What this task involves — Of all the lines in the entries below, give again exactly those starting at the line containing "assert_send_sync::<RotarySlice>();" and ending at the line containing "let even = f64::from(values[offset", both ends included, and no others.

Supplied records —
use candle_core::{Device, Result, Tensor};
use embedding::positional::rope::{apply_rotation, RotaryConfig, RotaryEncoder, RotarySlice};
use proptest::prelude::*;

fn assert_send_sync<T: Send + Sync>() {}

#[test]
fn rotary_types_are_send_sync() {
    assert_send_sync::<RotaryConfig>();
    assert_send_sync::<RotaryEncoder>();
    assert_send_sync::<RotarySlice>();
}

fn fill(shape: (usize, usize, usize, usize), device: &Device) -> Result<Tensor> {
    let (b, s, h, d) = shape;
    let data: Vec<f32> = (0..b * s * h * d)
        .map(|idx| ((idx as f32) * 0.83).sin() - 0.2)
        .collect();
    Tensor::from_vec(data, shape, device)
}

/// Scalar-loop reference: rotates pair `(2f, 2f + 1)` of each head vector by
/// the angle `(start + t) * base^(-2f / head_dim)`, recomputing angles
/// independently of the encoder's tables.
fn naive_rotation(
    input: &Tensor,
    start: usize,
    base: f64,
) -> Result<Vec<f32>> {
    let (batch, seq_len, heads, head_dim) = input.dims4()?;
    let values = input.flatten_all()?.to_vec1::<f32>()?;
    let mut rotated = vec![0f32; values.len()];
    let half_dim = head_dim / 2;
    for b in 0..batch {
        for t in 0..seq_len {
            for h in 0..heads {
                let offset = ((b * seq_len + t) * heads + h) * head_dim;
                for f in 0..half_dim {
                    let angle = ((start + t) as f64) * base.powf(-((2 * f) as f64) / head_dim as f64);
                    let (sin, cos) = angle.sin_cos();
                    let even = f64::from(values[offset + 2 * f]);
                    let odd = f64::from(values[offset + 2 * f + 1]);
                    rotated[offset + 2 * f] = (even * cos - odd * sin) as f32;
                    rotated[offset + 2 * f + 1] = (odd * cos + even * sin) as f32;
                }
            }
        }
    }
    Ok(rotated)
}

#[test]
fn vectorized_rotation_matches_scalar_loop() -> Result<()> {
    let device = Device::Cpu;
    let config = RotaryConfig::new(8, 32);
    let base = config.base;
    let encoder = RotaryEncoder::new(config, &device)?;

    for &(start, seq_len) in &[(0usize, 4usize), (5, 1), (17, 3)] {
        let input = fill((2, seq_len, 3, 8), &device)?;
        let actual = apply_rotation(&input, &encoder.slice(start, seq_len)?)?
            .flatten_all()?
            .to_vec1::<f32>()?;
        let expected = naive_rotation(&input, start, base)?;
        for (a, e) in actual.iter().zip(expected.iter()) {
            assert!(
                (a - e).abs() <= 1e-5,
                "start {}: got {} expected {}",
                start,
                a,
                e
            );
        }
    }
    Ok(())
}

proptest! {
    #![proptest_config(ProptestConfig::with_cases(48))]

    #[test]
    fn table_entries_lie_on_the_unit_circle(
        half_dim in 1usize..12,
        positions in 1usize..48,
    ) {
        let device = Device::Cpu;
        let encoder = RotaryEncoder::new(
            RotaryConfig::new(half_dim * 2, positions),
            &device,
        ).unwrap();
        let slice = encoder.slice(0, positions).unwrap();
        let cos = slice.cos().to_vec2::<f32>().unwrap();
        let sin = slice.sin().to_vec2::<f32>().unwrap();
        for p in 0..positions {
            for f in 0..half_dim {
                let radius = cos[p][f] * cos[p][f] + sin[p][f] * sin[p][f];
                prop_assert!((radius - 1.0).abs() <= 1e-5);
            }
        }
    }

    #[test]
    fn every_frequency_separates_nearby_positions(
        half_dim in 1usize..12,
        p1 in 0usize..40,
        gap in 1usize..8,
    ) {
        let device = Device::Cpu;
        let p2 = p1 + gap;
        let encoder = RotaryEncoder::new(
            RotaryConfig::new(half_dim * 2, p2 + 1),
            &device,
        ).unwrap();
        let slice = encoder.slice(0, p2 + 1).unwrap();
        let cos = slice.cos().to_vec2::<f32>().unwrap();
        let sin = slice.sin().to_vec2::<f32>().unwrap();
        for f in 0..half_dim {
            let distance = (cos[p1][f] - cos[p2][f]).powi(2) + (sin[p1][f] - sin[p2][f]).powi(2);
            prop_assert!(distance > 1e-10, "frequency {} repeats at {} and {}", f, p1, p2);
        }
    }

    #[test]
    fn rotation_keeps_pair_magnitudes(
        half_dim in 1usize..8,
        heads in 1usize..4,
        start in 0usize..16,
    ) {
        let device = Device::Cpu;
        let head_dim = half_dim * 2;
        let encoder = RotaryEncoder::new(
            RotaryConfig::new(head_dim, 24),
            &device,
        ).unwrap();
        let input = fill((1, 2, heads, head_dim), &device).unwrap();
        let rotated = apply_rotation(&input, &encoder.slice(start, 2).unwrap()).unwrap();

        let before = input.flatten_all().unwrap().to_vec1::<f32>().unwrap();
        let after = rotated.flatten_all().unwrap().to_vec1::<f32>().unwrap();
        for pair in 0..before.len() / 2 {
            let norm_before = before[2 * pair].powi(2) + before[2 * pair + 1].powi(2);
            let norm_after = after[2 * pair].powi(2) + after[2 * pair + 1].powi(2);
            prop_assert!((norm_before - norm_after).abs() <= 1e-4);
        }
    }
}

Expected answer —
    assert_send_sync::<RotarySlice>();
}

fn fill(shape: (usize, usize, usize, usize), device: &Device) -> Result<Tensor> {
    let (b, s, h, d) = shape;
    let data: Vec<f32> = (0..b * s * h * d)
        .map(|idx| ((idx as f32) * 0.83).sin() - 0.2)
        .collect();
    Tensor::from_vec(data, shape, device)
}

/// Scalar-loop reference: rotates pair `(2f, 2f + 1)` of each head vector by
/// the angle `(start + t) * base^(-2f / head_dim)`, recomputing angles
/// independently of the encoder's tables.
fn naive_rotation(
    input: &Tensor,
    start: usize,
    base: f64,
) -> Result<Vec<f32>> {
    let (batch, seq_len, heads, head_dim) = input.dims4()?;
    let values = input.flatten_all()?.to_vec1::<f32>()?;
    let mut rotated = vec![0f32; values.len()];
    let half_dim = head_dim / 2;
    for b in 0..batch {
        for t in 0..seq_len {
            for h in 0..heads {
                let offset = ((b * seq_len + t) * heads + h) * head_dim;
                for f in 0..half_dim {
                    let angle = ((start + t) as f64) * base.powf(-((2 * f) as f64) / head_dim as f64);
                    let (sin, cos) = angle.sin_cos();
                    let even = f64::from(values[offset + 2 * f]);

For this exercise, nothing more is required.